:: THE PROBLEM ::
Using the data that follows, give the number of lines where the string "share" occurs, and nothing else.
ENTRIES SUPPLIED section start
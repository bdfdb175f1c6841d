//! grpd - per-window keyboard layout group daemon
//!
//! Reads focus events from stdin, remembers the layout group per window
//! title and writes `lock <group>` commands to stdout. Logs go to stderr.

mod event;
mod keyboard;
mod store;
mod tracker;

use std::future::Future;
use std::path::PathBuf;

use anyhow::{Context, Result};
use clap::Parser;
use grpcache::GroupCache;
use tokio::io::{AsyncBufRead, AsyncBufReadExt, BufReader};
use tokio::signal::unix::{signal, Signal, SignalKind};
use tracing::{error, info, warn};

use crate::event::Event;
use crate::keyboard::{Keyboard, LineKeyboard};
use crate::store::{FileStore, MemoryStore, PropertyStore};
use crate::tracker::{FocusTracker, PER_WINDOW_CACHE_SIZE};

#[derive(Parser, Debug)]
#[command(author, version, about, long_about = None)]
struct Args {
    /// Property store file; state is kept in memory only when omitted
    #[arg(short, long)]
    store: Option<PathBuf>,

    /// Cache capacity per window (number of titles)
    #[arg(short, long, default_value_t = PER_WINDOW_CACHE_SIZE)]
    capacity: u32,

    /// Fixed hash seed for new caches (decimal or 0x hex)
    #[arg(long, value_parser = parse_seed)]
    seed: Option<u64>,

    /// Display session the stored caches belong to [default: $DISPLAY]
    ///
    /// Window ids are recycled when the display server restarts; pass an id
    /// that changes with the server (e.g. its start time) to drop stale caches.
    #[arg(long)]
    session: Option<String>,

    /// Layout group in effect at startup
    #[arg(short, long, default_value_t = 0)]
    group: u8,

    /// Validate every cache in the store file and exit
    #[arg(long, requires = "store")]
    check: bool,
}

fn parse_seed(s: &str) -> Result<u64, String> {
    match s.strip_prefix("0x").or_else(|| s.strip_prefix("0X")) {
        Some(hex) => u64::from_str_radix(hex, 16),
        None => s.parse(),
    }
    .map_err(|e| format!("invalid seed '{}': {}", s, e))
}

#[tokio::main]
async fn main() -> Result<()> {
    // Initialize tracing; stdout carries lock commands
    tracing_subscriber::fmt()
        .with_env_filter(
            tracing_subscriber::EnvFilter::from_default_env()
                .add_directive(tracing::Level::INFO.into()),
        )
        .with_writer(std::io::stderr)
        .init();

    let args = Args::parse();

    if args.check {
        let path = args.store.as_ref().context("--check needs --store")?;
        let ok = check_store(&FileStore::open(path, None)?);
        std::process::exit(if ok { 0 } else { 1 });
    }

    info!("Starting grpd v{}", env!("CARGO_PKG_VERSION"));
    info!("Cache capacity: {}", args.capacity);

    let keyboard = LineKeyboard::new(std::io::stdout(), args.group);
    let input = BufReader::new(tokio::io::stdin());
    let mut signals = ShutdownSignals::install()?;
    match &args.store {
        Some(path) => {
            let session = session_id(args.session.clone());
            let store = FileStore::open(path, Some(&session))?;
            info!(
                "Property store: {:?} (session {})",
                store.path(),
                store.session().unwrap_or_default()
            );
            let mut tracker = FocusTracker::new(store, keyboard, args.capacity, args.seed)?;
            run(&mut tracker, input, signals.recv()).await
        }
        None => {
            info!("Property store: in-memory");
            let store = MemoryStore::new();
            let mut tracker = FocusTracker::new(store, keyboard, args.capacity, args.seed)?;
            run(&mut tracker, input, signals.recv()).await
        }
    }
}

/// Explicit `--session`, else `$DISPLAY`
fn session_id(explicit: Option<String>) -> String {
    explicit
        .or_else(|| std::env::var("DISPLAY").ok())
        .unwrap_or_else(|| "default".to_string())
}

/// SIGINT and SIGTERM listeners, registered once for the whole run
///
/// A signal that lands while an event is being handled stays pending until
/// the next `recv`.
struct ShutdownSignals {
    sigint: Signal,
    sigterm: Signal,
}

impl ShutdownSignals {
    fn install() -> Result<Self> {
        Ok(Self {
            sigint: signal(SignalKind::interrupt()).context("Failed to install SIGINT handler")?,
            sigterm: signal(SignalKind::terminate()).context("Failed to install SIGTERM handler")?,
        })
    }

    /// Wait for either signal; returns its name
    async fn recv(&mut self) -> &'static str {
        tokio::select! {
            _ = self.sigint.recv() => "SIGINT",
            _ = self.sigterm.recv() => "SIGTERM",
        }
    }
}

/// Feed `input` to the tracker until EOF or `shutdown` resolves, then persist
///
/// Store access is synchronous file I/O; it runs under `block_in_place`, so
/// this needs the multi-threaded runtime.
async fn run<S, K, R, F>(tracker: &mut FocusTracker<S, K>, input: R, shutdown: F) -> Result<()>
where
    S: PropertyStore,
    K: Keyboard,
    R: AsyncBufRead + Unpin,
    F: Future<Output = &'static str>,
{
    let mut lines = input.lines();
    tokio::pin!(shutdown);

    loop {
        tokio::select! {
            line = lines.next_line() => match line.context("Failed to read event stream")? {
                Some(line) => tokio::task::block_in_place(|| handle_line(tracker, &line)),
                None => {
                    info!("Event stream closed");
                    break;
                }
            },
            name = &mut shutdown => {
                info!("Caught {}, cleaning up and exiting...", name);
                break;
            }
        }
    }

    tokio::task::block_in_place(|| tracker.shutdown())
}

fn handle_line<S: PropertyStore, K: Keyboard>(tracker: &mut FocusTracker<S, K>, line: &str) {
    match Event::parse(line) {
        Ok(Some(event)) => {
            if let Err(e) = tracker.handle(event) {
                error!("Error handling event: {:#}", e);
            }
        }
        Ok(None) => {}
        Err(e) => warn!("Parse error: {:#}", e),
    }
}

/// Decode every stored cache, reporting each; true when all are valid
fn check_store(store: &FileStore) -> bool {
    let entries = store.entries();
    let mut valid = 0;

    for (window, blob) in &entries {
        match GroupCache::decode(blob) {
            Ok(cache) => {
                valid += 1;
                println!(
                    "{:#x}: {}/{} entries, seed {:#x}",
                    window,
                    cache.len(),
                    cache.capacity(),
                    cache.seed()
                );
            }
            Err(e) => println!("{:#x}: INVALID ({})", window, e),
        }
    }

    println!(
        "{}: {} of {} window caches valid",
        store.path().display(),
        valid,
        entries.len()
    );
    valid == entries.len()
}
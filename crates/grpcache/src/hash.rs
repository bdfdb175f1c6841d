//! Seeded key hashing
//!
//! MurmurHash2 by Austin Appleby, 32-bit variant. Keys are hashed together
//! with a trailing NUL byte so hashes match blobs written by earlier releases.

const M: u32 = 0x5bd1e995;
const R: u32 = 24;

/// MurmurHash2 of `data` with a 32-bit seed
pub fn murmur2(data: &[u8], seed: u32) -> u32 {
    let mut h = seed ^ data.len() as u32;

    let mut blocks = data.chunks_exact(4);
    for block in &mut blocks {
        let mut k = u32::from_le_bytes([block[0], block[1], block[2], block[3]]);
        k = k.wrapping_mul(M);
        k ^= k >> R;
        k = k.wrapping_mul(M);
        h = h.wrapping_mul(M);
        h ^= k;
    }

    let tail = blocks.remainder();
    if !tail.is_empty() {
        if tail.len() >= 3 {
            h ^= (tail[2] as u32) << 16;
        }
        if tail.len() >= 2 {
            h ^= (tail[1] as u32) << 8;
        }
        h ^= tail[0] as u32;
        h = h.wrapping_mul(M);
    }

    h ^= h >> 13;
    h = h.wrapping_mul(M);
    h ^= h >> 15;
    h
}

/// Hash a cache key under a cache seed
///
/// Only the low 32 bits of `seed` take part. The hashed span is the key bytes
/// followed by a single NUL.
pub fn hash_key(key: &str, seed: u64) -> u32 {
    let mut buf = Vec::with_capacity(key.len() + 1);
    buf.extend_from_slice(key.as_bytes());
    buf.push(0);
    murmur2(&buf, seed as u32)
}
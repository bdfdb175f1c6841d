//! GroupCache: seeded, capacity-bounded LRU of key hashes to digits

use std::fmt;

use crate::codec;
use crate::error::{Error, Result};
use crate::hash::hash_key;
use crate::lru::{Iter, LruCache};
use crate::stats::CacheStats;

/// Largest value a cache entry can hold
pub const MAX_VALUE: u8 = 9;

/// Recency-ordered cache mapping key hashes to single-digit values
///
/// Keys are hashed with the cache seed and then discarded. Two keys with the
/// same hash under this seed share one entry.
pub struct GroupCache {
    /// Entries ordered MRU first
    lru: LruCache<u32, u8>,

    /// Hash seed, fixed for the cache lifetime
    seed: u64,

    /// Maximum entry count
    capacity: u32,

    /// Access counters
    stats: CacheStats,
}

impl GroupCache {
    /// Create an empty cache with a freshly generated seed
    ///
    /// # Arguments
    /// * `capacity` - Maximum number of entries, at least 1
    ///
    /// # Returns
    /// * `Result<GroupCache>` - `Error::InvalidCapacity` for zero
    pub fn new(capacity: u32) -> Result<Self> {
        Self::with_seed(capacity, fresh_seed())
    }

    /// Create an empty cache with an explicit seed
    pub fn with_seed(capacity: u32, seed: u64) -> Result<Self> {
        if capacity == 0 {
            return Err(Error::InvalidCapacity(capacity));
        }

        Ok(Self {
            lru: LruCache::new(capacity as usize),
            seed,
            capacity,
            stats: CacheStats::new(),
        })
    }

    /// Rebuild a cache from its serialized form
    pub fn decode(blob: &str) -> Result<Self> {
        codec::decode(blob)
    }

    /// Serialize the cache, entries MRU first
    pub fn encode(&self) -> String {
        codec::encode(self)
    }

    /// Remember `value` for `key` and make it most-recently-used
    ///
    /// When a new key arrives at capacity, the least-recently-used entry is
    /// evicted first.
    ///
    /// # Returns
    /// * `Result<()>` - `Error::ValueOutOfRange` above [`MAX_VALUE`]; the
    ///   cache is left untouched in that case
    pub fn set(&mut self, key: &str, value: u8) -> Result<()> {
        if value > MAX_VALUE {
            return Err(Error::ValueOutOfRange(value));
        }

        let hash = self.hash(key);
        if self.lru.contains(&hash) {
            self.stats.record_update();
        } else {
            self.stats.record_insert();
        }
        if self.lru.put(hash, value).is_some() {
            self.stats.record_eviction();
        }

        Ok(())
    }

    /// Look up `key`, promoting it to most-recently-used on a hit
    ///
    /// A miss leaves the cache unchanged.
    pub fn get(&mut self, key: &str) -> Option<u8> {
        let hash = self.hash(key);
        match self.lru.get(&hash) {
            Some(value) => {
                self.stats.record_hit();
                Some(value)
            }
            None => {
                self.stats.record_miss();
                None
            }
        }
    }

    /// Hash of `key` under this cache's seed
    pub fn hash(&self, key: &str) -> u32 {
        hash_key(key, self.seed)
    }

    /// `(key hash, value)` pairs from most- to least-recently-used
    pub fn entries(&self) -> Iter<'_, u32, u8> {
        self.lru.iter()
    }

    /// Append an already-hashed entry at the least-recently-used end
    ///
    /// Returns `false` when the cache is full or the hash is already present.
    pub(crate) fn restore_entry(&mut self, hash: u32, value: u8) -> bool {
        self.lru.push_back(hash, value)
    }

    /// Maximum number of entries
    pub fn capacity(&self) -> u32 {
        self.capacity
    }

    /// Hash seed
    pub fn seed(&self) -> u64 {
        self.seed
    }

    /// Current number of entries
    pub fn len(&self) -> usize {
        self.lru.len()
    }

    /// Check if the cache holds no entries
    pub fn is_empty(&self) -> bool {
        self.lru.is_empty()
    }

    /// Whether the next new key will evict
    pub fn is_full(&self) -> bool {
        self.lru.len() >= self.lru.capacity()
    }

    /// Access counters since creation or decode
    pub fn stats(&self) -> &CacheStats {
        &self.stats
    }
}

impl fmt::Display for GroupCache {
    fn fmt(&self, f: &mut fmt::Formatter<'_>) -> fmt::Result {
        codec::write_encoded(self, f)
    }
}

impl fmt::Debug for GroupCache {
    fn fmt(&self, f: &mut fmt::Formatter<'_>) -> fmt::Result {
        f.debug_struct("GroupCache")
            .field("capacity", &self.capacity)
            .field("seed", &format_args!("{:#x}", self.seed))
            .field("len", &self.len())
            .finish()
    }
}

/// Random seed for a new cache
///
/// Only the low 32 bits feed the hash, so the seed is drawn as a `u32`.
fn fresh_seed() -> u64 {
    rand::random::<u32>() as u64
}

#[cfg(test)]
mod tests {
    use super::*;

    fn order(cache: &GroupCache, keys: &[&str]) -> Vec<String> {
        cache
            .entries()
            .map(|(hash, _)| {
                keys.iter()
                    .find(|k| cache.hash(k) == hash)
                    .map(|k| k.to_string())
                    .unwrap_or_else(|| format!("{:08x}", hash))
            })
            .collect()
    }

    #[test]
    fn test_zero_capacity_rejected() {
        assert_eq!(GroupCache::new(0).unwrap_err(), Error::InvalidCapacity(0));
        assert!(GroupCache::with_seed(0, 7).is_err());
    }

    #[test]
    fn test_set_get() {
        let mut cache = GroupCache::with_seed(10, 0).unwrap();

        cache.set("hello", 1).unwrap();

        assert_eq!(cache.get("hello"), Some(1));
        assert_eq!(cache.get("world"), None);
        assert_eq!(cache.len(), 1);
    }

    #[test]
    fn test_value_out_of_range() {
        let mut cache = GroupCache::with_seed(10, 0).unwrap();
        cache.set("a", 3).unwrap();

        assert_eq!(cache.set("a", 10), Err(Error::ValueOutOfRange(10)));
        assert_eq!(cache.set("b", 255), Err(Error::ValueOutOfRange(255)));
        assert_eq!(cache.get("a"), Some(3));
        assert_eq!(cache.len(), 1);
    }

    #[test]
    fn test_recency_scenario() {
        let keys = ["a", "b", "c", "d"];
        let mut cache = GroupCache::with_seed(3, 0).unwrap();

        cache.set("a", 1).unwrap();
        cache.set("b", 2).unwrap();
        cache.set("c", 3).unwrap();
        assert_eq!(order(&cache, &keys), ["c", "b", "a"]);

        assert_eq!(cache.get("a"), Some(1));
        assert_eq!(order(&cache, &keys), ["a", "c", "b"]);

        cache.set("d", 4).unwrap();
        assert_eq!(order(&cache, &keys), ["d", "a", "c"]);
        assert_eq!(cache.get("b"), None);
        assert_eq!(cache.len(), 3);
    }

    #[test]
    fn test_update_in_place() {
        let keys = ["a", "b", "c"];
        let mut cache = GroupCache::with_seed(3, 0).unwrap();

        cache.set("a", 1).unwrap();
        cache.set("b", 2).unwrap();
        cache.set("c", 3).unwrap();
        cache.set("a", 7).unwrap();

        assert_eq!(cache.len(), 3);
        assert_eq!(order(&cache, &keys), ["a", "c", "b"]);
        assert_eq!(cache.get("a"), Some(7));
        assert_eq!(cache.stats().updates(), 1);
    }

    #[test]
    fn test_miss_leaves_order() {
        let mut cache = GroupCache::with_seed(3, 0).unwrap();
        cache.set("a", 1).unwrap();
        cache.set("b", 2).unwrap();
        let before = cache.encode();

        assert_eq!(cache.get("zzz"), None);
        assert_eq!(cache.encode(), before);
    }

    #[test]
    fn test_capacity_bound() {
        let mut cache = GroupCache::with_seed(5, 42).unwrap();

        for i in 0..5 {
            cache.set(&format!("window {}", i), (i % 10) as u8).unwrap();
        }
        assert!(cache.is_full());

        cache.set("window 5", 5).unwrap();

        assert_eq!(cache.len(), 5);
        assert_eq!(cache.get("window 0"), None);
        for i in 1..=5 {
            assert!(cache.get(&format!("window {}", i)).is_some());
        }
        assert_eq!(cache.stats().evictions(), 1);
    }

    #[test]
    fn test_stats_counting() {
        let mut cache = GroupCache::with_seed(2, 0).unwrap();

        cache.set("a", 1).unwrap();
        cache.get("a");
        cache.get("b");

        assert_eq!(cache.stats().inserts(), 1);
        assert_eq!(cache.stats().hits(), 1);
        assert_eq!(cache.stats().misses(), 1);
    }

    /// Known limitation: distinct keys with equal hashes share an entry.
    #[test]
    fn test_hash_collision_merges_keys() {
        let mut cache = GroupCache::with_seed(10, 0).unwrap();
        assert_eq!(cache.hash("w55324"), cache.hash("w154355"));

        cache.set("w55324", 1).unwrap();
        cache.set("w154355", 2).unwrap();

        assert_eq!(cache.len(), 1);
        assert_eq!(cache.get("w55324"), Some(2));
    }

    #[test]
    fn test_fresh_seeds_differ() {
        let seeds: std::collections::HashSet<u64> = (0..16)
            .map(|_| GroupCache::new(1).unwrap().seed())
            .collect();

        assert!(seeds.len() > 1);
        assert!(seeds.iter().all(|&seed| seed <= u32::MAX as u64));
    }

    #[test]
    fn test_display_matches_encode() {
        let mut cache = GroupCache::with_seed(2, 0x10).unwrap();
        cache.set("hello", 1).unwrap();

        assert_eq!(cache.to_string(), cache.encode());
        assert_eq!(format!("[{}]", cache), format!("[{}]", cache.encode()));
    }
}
ENTRIES SUPPLIED section end
:: ANSWER SPACE ::
2